Tausende Haus- und Fachärzte wollen an diesem Montag aus Protest gegen die Gesundheitspolitik der Bundesregierung ihre Praxen nicht öffnen. Der Verband der Praxisärzte, der Virchowbund, hatte zu der Aktion aufgerufen, weitere knapp 20 Ärzteverbände sowie die Kassenärztlichen Vereinigungen schlossen sich an. Der Virchowbund rechnet damit, dass deutschlandweit eine fünfstellige Zahl von Arztpraxen geschlossen sein wird.
Auf der Protest-Webseite des Verbands ist von „schmerzhaften Sparmaßnahmen” die Rede, zu denen die Politik und die Krankenkassen die Praxen seit Jahrzehnten zwängen. Der Protest soll demnach aufmerksam machen auf den Fachkräftemangel, die aus Sicht der Mediziner ausufernde Bürokratie, auf die Inflation und die hohen Energiekosten, unter denen die Praxen litten, sowie auf die „Spar-Gesetze” der Bundesregierung.
Vorwürfe gegen Lauterbach
Die Praxen könnten die Patientinnen und Patienten nicht mehr so versorgen, wie sie wollten, beklagte der Bundesvorsitzende des Virchowbundes, Dirk Heinrich, am Montag im ZDF-„Morgenmagazin”. Durch Sparmaßnahmen und Leistungskürzungen würden Termine für Patientinnen und Patienten „immer rarer”. Er verwies auf die Streichung der sogenannten Neupatientenregelung zu Jahresbeginn, die Ärzten seit 2019 besondere finanzielle Anreize bot, damit sie neue Patienten aufnehmen und kurzfristig zusätzliche Termine anbieten.
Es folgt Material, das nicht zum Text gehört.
//! Synthetic ring images shared by unit tests.

use image::{GrayImage, ImageBuffer, Luma};
use rand::rngs::StdRng;
use rand::SeedableRng;
use rand_distr::{Distribution, Normal};

/// Hard-edged ring: `ring_pix` where the pixel's integer coordinate lies
/// within `[inner_radius, outer_radius]` of `center`, `bg_pix` elsewhere.
pub(crate) fn draw_ring_image(
    w: u32,
    h: u32,
    center: [f64; 2],
    outer_radius: f64,
    inner_radius: f64,
    ring_pix: u8,
    bg_pix: u8,
) -> GrayImage {
    GrayImage::from_fn(w, h, |x, y| {
        let d = (x as f64 - center[0]).hypot(y as f64 - center[1]);
        Luma([if (inner_radius..=outer_radius).contains(&d) {
            ring_pix
        } else {
            bg_pix
        }])
    })
}

/// Render a ring with a Gaussian radial profile peaking at `radius`.
///
/// Intensity is `peak · exp(-(d - radius)² / 2σ²)` with `d` the distance of
/// the pixel's integer coordinate from `center`, on a zero background.
pub(crate) fn draw_gaussian_ring_image(
    w: u32,
    h: u32,
    center: [f64; 2],
    radius: f64,
    sigma: f64,
    peak: f64,
) -> GrayImage {
    GrayImage::from_fn(w, h, |x, y| {
        let d = (x as f64 - center[0]).hypot(y as f64 - center[1]);
        let v = peak * (-(d - radius).powi(2) / (2.0 * sigma * sigma)).exp();
        Luma([v.round().clamp(0.0, 255.0) as u8])
    })
}

/// Add zero-mean Gaussian noise with a fixed seed, saturating to `[0, 255]`.
pub(crate) fn add_gaussian_noise(img: &GrayImage, sigma: f64, seed: u64) -> GrayImage {
    let mut rng = StdRng::seed_from_u64(seed);
    let noise = Normal::new(0.0, sigma).expect("valid sigma");
    let mut out = img.clone();
    for p in out.pixels_mut() {
        let v = p[0] as f64 + noise.sample(&mut rng);
        p[0] = v.round().clamp(0.0, 255.0) as u8;
    }
    out
}

/// Blur with `imageproc`'s float Gaussian, going through a `[0, 1]` image.
pub(crate) fn blur_gray(img: &GrayImage, sigma: f32) -> GrayImage {
    let (w, h) = img.dimensions();
    let unit = ImageBuffer::<Luma<f32>, Vec<f32>>::from_fn(w, h, |x, y| {
        Luma([img.get_pixel(x, y)[0] as f32 / 255.0])
    });
    let blurred = imageproc::filter::gaussian_blur_f32(&unit, sigma);
    GrayImage::from_fn(w, h, |x, y| {
        let v = blurred.get_pixel(x, y)[0].clamp(0.0, 1.0);
        Luma([(v * 255.0).round() as u8])
    })
}
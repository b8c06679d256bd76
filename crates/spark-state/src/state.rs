//! committed spark ledger state
//!
//! Coins are appended to numbered anonymity groups, opened in order starting
//! at 1. A block's mints always land in a single group: the open one if they
//! fit under `max_coins_in_group`, otherwise a fresh group. Linking tags of
//! spent coins are recorded with the group they were spent from.
//!
//! Every mutation has an inverse so that disconnecting a block restores the
//! exact state that preceded it. The mempool overlay is owned here so that
//! admission can be checked against committed state and the overlay together.

use std::collections::btree_map::Entry;
use std::collections::{BTreeMap, HashMap, HashSet};

use serde::{Deserialize, Serialize};
use spark_primitives::{ltag_hash, Coin, GroupElement, Hash256};
use tracing::{debug, info};

use crate::error::{LedgerError, Result};
use crate::mempool::SparkMempoolState;
use crate::mint_info::MintedCoinInfo;
use crate::params::SparkParams;
use crate::tx_info::SparkTxInfo;

/// Summary of one anonymity group. Block references are heights.
#[derive(Clone, Copy, Debug, Default, PartialEq, Eq, Serialize, Deserialize)]
pub struct SparkCoinGroupInfo {
    pub first_block: Option<u32>,
    pub last_block: Option<u32>,
    pub n_coins: usize,
}

#[derive(Clone, Debug, PartialEq, Eq)]
pub struct SparkState {
    params: SparkParams,
    /// highest group id in use, 0 when no coin has been minted
    latest_coin_id: u32,
    coin_groups: HashMap<u32, SparkCoinGroupInfo>,
    /// coins of each group in mint order
    group_coins: HashMap<u32, Vec<Coin>>,
    minted_coins: HashMap<Coin, MintedCoinInfo>,
    used_ltags: HashMap<GroupElement, u32>,
    coin_hashes: HashMap<Hash256, Coin>,
    ltag_hashes: HashMap<Hash256, GroupElement>,
    /// public mints per height
    mint_meta_info: BTreeMap<u32, usize>,
    /// all coins (public and spend outputs) per height
    extended_mint_meta_info: BTreeMap<u32, usize>,
    /// spent linking tags per height
    spend_meta_info: BTreeMap<u32, usize>,
    last_height: Option<u32>,
    /// heights of connected blocks, tip last
    connected: Vec<u32>,
    mempool: SparkMempoolState,
}
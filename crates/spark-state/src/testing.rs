//! deterministic fixtures for unit tests

use curve25519_dalek::constants::RISTRETTO_BASEPOINT_POINT;
use curve25519_dalek::scalar::Scalar as DalekScalar;
use spark_primitives::{Coin, GroupElement};

/// `n·G` for `n >= 1`, distinct per `n`.
pub fn point(n: u64) -> GroupElement {
    GroupElement::from_point(&(RISTRETTO_BASEPOINT_POINT * DalekScalar::from(n)))
}

pub fn mint_coin(n: u64) -> Coin {
    Coin::new_mint(
        point(3 * n + 1),
        point(3 * n + 2),
        point(3 * n + 3),
        n + 1,
        vec![0xee; 4],
        n.to_le_bytes().to_vec(),
    )
}

pub fn spend_coin(n: u64) -> Coin {
    Coin::new_spend(
        point(3 * n + 1),
        point(3 * n + 2),
        point(3 * n + 3),
        vec![0xdd; 4],
        n.to_le_bytes().to_vec(),
    )
}

/// Linking tags drawn from a range disjoint from coin points.
pub fn tag(n: u64) -> GroupElement {
    point(1_000_000 + n)
}
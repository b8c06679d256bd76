//! fiat-shamir challenge generation
//!
//! A SHA-256 state absorbs points and scalars. Each challenge is the digest of
//! a snapshot reduced mod the group order, and that digest is absorbed back so
//! later challenges depend on earlier ones.

use core::fmt;

use sha2::{Digest, Sha256};

use crate::group::{GroupElement, Scalar};

/// Accumulates a transcript and derives scalar challenges from it.
pub trait ChallengeGenerator {
    /// append an opaque byte string
    fn add_bytes(&mut self, data: &[u8]);

    /// append group elements in their compressed encoding
    fn add_elements(&mut self, elements: &[GroupElement]) {
        for e in elements {
            self.add_bytes(e.as_bytes());
        }
    }

    /// derive the next challenge from everything appended so far
    fn challenge(&mut self) -> Scalar;
}

/// sha256 transcript
///
/// `challenge` finalizes a clone of the running state, reduces the digest
/// mod the group order, and folds the digest back in so consecutive
/// challenges from the same transcript differ.
#[derive(Clone, Default)]
pub struct Sha256Transcript {
    state: Sha256,
    absorbed: usize,
    challenges: usize,
}

impl Sha256Transcript {
    pub fn new() -> Self {
        Self::default()
    }

    /// transcript pre-seeded with a context string (e.g. a transaction hash)
    pub fn with_seed(seed: &[u8]) -> Self {
        let mut t = Self::new();
        t.add_bytes(seed);
        t
    }

    /// number of `add_bytes` calls so far (group elements count one each)
    pub fn absorbed(&self) -> usize {
        self.absorbed
    }

    /// number of challenges derived so far
    pub fn challenges(&self) -> usize {
        self.challenges
    }
}

impl ChallengeGenerator for Sha256Transcript {
    fn add_bytes(&mut self, data: &[u8]) {
        self.state.update(data);
        self.absorbed += 1;
    }

    fn challenge(&mut self) -> Scalar {
        let digest: [u8; 32] = self.state.clone().finalize().into();
        self.state.update(digest);
        self.challenges += 1;
        Scalar::from_hash(digest)
    }
}

impl fmt::Debug for Sha256Transcript {
    fn fmt(&self, f: &mut fmt::Formatter<'_>) -> fmt::Result {
        f.debug_struct("Sha256Transcript")
            .field("absorbed", &self.absorbed)
            .field("challenges", &self.challenges)
            .finish()
    }
}

#[cfg(test)]
mod tests {
    use super::*;

    #[test]
    fn test_transcript_determinism() {
        let mut t1 = Sha256Transcript::new();
        let mut t2 = Sha256Transcript::new();

        t1.add_bytes(b"hello");
        t2.add_bytes(b"hello");
        t1.add_elements(&[GroupElement::generator()]);
        t2.add_elements(&[GroupElement::generator()]);

        assert_eq!(t1.challenge(), t2.challenge());
    }

    #[test]
    fn test_transcript_binding() {
        let mut t1 = Sha256Transcript::new();
        let mut t2 = Sha256Transcript::new();

        t1.add_bytes(b"a");
        t2.add_bytes(b"b");

        assert_ne!(t1.challenge(), t2.challenge());
    }

    #[test]
    fn test_successive_challenges_differ() {
        let mut t = Sha256Transcript::with_seed(b"seed");
        let c1 = t.challenge();
        let c2 = t.challenge();
        assert_ne!(c1, c2);
        assert_eq!(t.challenges(), 2);
        assert!(c1.is_member());
    }

    #[test]
    fn test_absorbed_counts_elements() {
        let mut t = Sha256Transcript::new();
        t.add_elements(&[GroupElement::generator(), GroupElement::identity()]);
        t.add_bytes(b"label");
        assert_eq!(t.absorbed(), 3);
    }
}
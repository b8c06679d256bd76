//! error types for spark primitives

use thiserror::Error;

/// Decoding and construction failures.
///
/// Proof verification never produces one of these: an invalid proof is a
/// plain `false` from the verifier.
#[derive(Debug, Clone, PartialEq, Eq, Error)]
pub enum PrimitivesError {
    #[error("invalid group element encoding")]
    InvalidGroupElement,

    #[error("non-canonical scalar encoding")]
    InvalidScalar,

    #[error("truncated encoding: need {need} bytes, got {got}")]
    Truncated { need: usize, got: usize },

    #[error("unknown coin type: {0}")]
    UnknownCoinType(u8),

    #[error("{0} trailing bytes after encoding")]
    TrailingBytes(usize),

    #[error("malformed coin: {0}")]
    MalformedCoin(&'static str),
}

pub type Result<T> = core::result::Result<T, PrimitivesError>;
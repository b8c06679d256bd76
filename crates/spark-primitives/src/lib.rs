//! spark primitives
//!
//! Value types shared by the spark ledger and its proof checks:
//!
//! - [`GroupElement`] / [`Scalar`]: ristretto255 elements kept in wire form,
//!   with membership tests for untrusted input
//! - [`Coin`]: the public commitment of a minted coin
//! - [`hash`]: domain-separated coin, linking tag and nonce hashes
//! - [`ChallengeGenerator`]: fiat-shamir transcript
//! - [`SchnorrVerifier`] / [`SchnorrProver`]: two-generator schnorr proofs
//!   with the legacy and fixed challenge transcripts
//!
//! All group arithmetic is delegated to `curve25519-dalek`.

pub mod challenge;
pub mod coin;
mod error;
pub mod group;
pub mod hash;
pub mod schnorr;

pub use challenge::{ChallengeGenerator, Sha256Transcript};
pub use coin::{Coin, CoinType};
pub use error::{PrimitivesError, Result};
pub use group::{GroupElement, Scalar};
pub use hash::{coin_hash, ltag_hash, nonce_hash, Hash256};
pub use schnorr::{Generators, SchnorrMode, SchnorrProof, SchnorrProver, SchnorrVerifier};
Dieser Schritt müsse zurückgenommen werden, forderte Heinrich.
Unmittelbar vor dem Protesttag stellte Bundesgesundheitsminister Karl Lauterbach (SPD) Forderungen nach mehr Geld infrage. „Am Brückentag schließen viele Praxen, wie die Apotheker wollen auch sie mehr Geld. Im Mittel (Median) verdienen sie aber nach Abzug aller Kosten um die 230 000 Euro pro Jahr”, schrieb der Sozialdemokrat am Sonntag auf der Internet-Plattform X (vormals Twitter). Und er fragte - offensichtlich rhetorisch gemeint: „Soll der Beitragssatz für Arbeitnehmer steigen, damit das Honorar weiter steigt?”
Der Virchowbund wirft Lauterbach vor, sich zwar für die Krankenhäuser zu interessieren, die Nöte niedergelassener Ärzte aber zu ignorieren. Der Verband nennt auch andere Summen als Lauterbach und spricht von einem Praxisüberschuss von 172 903 Euro im Jahr und einem Nettoeinkommen - nach Abzug von Altersvorsorge, Kranken- und Pflegeversicherung sowie Einkommenssteuer - von 85 555 Euro.
„Der Bundesgesundheitsminister nimmt billigend in Kauf, dass die Praxen kollabieren und die ambulante Versorgung in Deutschland und Hessen mehr denn je ins Wanken gerät”, sagten die Vorstandsvorsitzenden der Kassenärztlichen Vereinigung (KV) Hessen, Frank Dastych und Armin Beck, vor dem Aktionstag.
Trotz Proteste gibt es Not- und Bereitschaftsdienst
Laut Kassenärztlicher Bundesvereinigung soll es einen flächendeckenden Not- und Bereitschaftsdienst geben. Wer nicht bis zur Praxisöffnung am Mittwoch warten könne, solle den Patientenservice unter der Nummer 116117 (ohne Vorwahl) nutzen, hieß es in einem Post auf der Plattform X (vormals Twitter). In NRW wies die KV Nordrhein darauf hin, dass andere Praxen vertretungsweise die Versorgung vor Ort übernehmen wollten. „Jeder Patient, der heute dringendsten Bedarf hat, Notfälle, werden natürlich versorgt”, versicherte auch der Virchowbund-Vorsitzende Heinrich im ZDF.